Group Size and Institutions
Denis Dutton of Arts and Letters Daily has an interesting article that touches on a question I posed earlier regarding the effects of group size:
Group size. Hunter-gatherer bands in the EEA were in the range of 25 to 150 individuals: men, women, and children. These small bands would have sometimes formed larger agglomerations of up to a few thousand for the purpose of mate-seeking and defense, but this would have been unusual. The typically small size for bands meant that interactions within the group were face-to-face, with everyone knowing the name and something of the reputation and character of everyone else. Though group members would have engaged in some specialization of labor beyond the normal sex distinctions (men as hunters, women as gatherers), specialization would not have been strict: all men, for example, would haft adzes, make spears, find game, kill, and dress it, and hunt in bands of ten to twenty individuals.

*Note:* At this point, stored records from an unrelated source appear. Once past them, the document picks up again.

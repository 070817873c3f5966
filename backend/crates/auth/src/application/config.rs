//! Application Configuration
//!
//! Configuration for the Auth application layer.

use std::time::Duration;

use platform::cookie::CookieConfig;
use thiserror::Error;

/// Re-export SameSite from platform
pub use platform::cookie::SameSite;

#[derive(Debug, Error, PartialEq, Eq)]
pub enum ConfigError {
    #[error("SESSION_SECRET is not valid base64")]
    SecretNotBase64,

    #[error("SESSION_SECRET must decode to 32 bytes (got {0})")]
    SecretLength(usize),
}

/// Auth application configuration
#[derive(Debug, Clone)]
pub struct AuthConfig {
    /// Session cookie name
    pub session_cookie_name: String,
    /// Session secret key for HMAC signing (32 bytes)
    pub session_secret: [u8; 32],
    /// Session lifetime (1 hour)
    pub session_ttl: Duration,
    /// Whether to set the Secure cookie attribute
    pub cookie_secure: bool,
    /// SameSite policy
    pub cookie_same_site: SameSite,
    /// How often expired sessions are swept
    pub session_cleanup_interval: Duration,
    /// Password pepper (optional, application-wide secret)
    pub password_pepper: Option<Vec<u8>>,
}

impl Default for AuthConfig {
    fn default() -> Self {
        Self {
            session_cookie_name: "blog_session".to_string(),
            session_secret: [0u8; 32],
            session_ttl: Duration::from_secs(3600),
            cookie_secure: false,
            cookie_same_site: SameSite::Lax,
            session_cleanup_interval: Duration::from_secs(10 * 60),
            password_pepper: None,
        }
    }
}

impl AuthConfig {
    /// Create config with a random session secret
    pub fn with_random_secret() -> Self {
        Self {
            session_secret: platform::crypto::random_key(),
            ..Default::default()
        }
    }

    /// Create config for development (random secret, insecure cookie)
    pub fn development() -> Self {
        Self {
            cookie_secure: false,
            ..Self::with_random_secret()
        }
    }

    /// Create config with a base64-encoded 32-byte secret
    pub fn with_secret_base64(raw: &str) -> Result<Self, ConfigError> {
        Ok(Self {
            session_secret: parse_secret(raw)?,
            ..Default::default()
        })
    }

    /// Get session TTL in milliseconds
    pub fn session_ttl_ms(&self) -> i64 {
        self.session_ttl.as_millis() as i64
    }

    /// Get session TTL as a chrono duration
    pub fn session_ttl_chrono(&self) -> chrono::Duration {
        chrono::Duration::milliseconds(self.session_ttl_ms())
    }

    /// Cookie attributes for the session cookie
    pub fn cookie(&self) -> CookieConfig {
        CookieConfig::session(&self.session_cookie_name, self.session_ttl.as_secs() as i64)
            .with_secure(self.cookie_secure)
            .with_same_site(self.cookie_same_site)
    }
}

fn parse_secret(raw: &str) -> Result<[u8; 32], ConfigError> {
    let bytes =
        platform::crypto::from_base64(raw.trim()).map_err(|_| ConfigError::SecretNotBase64)?;
    let len = bytes.len();
    bytes
        .try_into()
        .map_err(|_| ConfigError::SecretLength(len))
}

#[cfg(test)]
mod tests {
    use super::*;

    #[test]
    fn test_defaults() {
        let config = AuthConfig::default();
        assert_eq!(config.session_cookie_name, "blog_session");
        assert_eq!(config.session_ttl_ms(), 3_600_000);
        assert!(!config.cookie_secure);
        assert_eq!(config.cookie_same_site, SameSite::Lax);
    }

    #[test]
    fn test_random_secrets_differ() {
        assert_ne!(
            AuthConfig::development().session_secret,
            AuthConfig::development().session_secret
        );
    }

    #[test]
    fn test_secret_base64() {
        let encoded = platform::crypto::to_base64(&[9u8; 32]);
        let config = AuthConfig::with_secret_base64(&encoded).unwrap();
        assert_eq!(config.session_secret, [9u8; 32]);

        assert_eq!(
            AuthConfig::with_secret_base64("%%%").unwrap_err(),
            ConfigError::SecretNotBase64
        );
        let short = platform::crypto::to_base64(&[1u8; 16]);
        assert_eq!(
            AuthConfig::with_secret_base64(&short).unwrap_err(),
            ConfigError::SecretLength(16)
        );
    }

    #[test]
    fn test_cookie_matches_config() {
        let cookie = AuthConfig::default().cookie().build_set_cookie("t");
        assert!(cookie.starts_with("blog_session=t"));
        assert!(cookie.contains("Max-Age=3600"));
        assert!(cookie.contains("SameSite=Lax"));
        assert!(!cookie.contains("Secure"));
    }
}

This group size for hunting parties remains a persistent unit of organization even in mass societies of millions of people — or, say, industrial firms or college faculties of thousands. It is in fact the default “comfortable” size for human working groups. In military life, for example, modern mass armies may contain millions of soldiers organized in strict hierarchies, with companies and regiments, but the fundamental infantry fighting unit is still the squad: typically ten to twenty men (or now women). In the U.S. Army version, the squad consists of a staff sergeant and corporal in command of ten privates. In its Pleistocene incarnation, such a hunting band was big enough to plan comprehensible strategies, numerous enough to surround game, diverse enough to exploit special talents of individuals (one man’s running speed, another’s game detection, another’s throwing accuracy), and powerful enough to overcome large animals with spears. We can try as a thought experiment to imagine alternative default group sizes: under different conditions, it could have turned out that we evolved to be most comfortable in working groups of two hundred. In that possible world, to note one new requirement, our memory for names would presumably have evolved to be much better than it is. In our actual world, however, hunting with two hundred people would be an organizational challenge, if not a nightmare, as are most working parties of that size: that is why working groups such as company boards, university committees, and fielded soccer, football, and baseball teams tend to be hunting-band size.